There's definite popping in the output. I am pretty sure its due to that biasing arrangement. I might try doing a resistor divider setup on both switch input and output and see if that does anything. Thank you for the comment TEH!
On the on resistance I see both 125 ohms @ 15V (right at the top in features) and later in the datasheet 10 ohms - not sure which is the right figure
@@na5y Had another look at the data sheet and the 15 ohm is for the Ron delta between channels. my bad.
Page 7 gives the Ron @25°C as 470 to 1050 ohms with a 5V supply. dropping down to 125 ohms at 15V.
the 470 might help reduce the popping, but any change in dc is a fast AC signal, can be too fast to hear but the result of maybe hitting the the rails can be heard.
Not quite sure what VDD I would have to run the CD4066 in my radio.
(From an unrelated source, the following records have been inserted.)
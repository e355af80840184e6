//! Tick-service event payloads.

use bitflags::bitflags;

bitflags! {
    /// Calendar units a tick subscriber asked to be woken for.
    #[derive(Clone, Copy, Debug, PartialEq, Eq)]
    pub struct TimeUnits: u32 {
        const SECOND = 1 << 0;
        const MINUTE = 1 << 1;
        const HOUR = 1 << 2;
        const DAY = 1 << 3;
        const MONTH = 1 << 4;
        const YEAR = 1 << 5;
    }
}

/// Wall-clock seconds, as the tick service reports them.
pub type TickTime = u32;

pub type TickHandler = fn(TickTime, TimeUnits);

/// One tick event, posted from the timer ISR.
#[derive(Clone, Copy)]
pub struct TickMessage {
    pub callback: TickHandler,
    pub tick_time: TickTime,
    pub tick_units: TimeUnits,
}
I will have to measure the audio levels from after the pMod board just before the speaker - that would be the highest. Interestingly though if I run fully headless with streaming in/out audio over wifi I wouldn't even have to worry about pMod -> Speaker and Microphone -> pMod
I just tried with a 10k/10k resistor divider on switch input *and* output and the pops disappeared entirely.
@@na5y So now the DC potential across the switch is very small, so the affect on charging and discharging the caps is small so now a quiet switch action. Used these a lot with lm741's in avionic audio control with 8080 chips for control. just befor we switched to full TDM digital control, leaving only the emergency audio com's with an analogue signal path as a back up.
Thank you very much!
You are welcome Jozef!
Super cool
Thank you Stephen!
dear sir , i like to switch balanced XLR audio signal ( hot and cold ) i required 20ch audio switch , how can i do that please guide me .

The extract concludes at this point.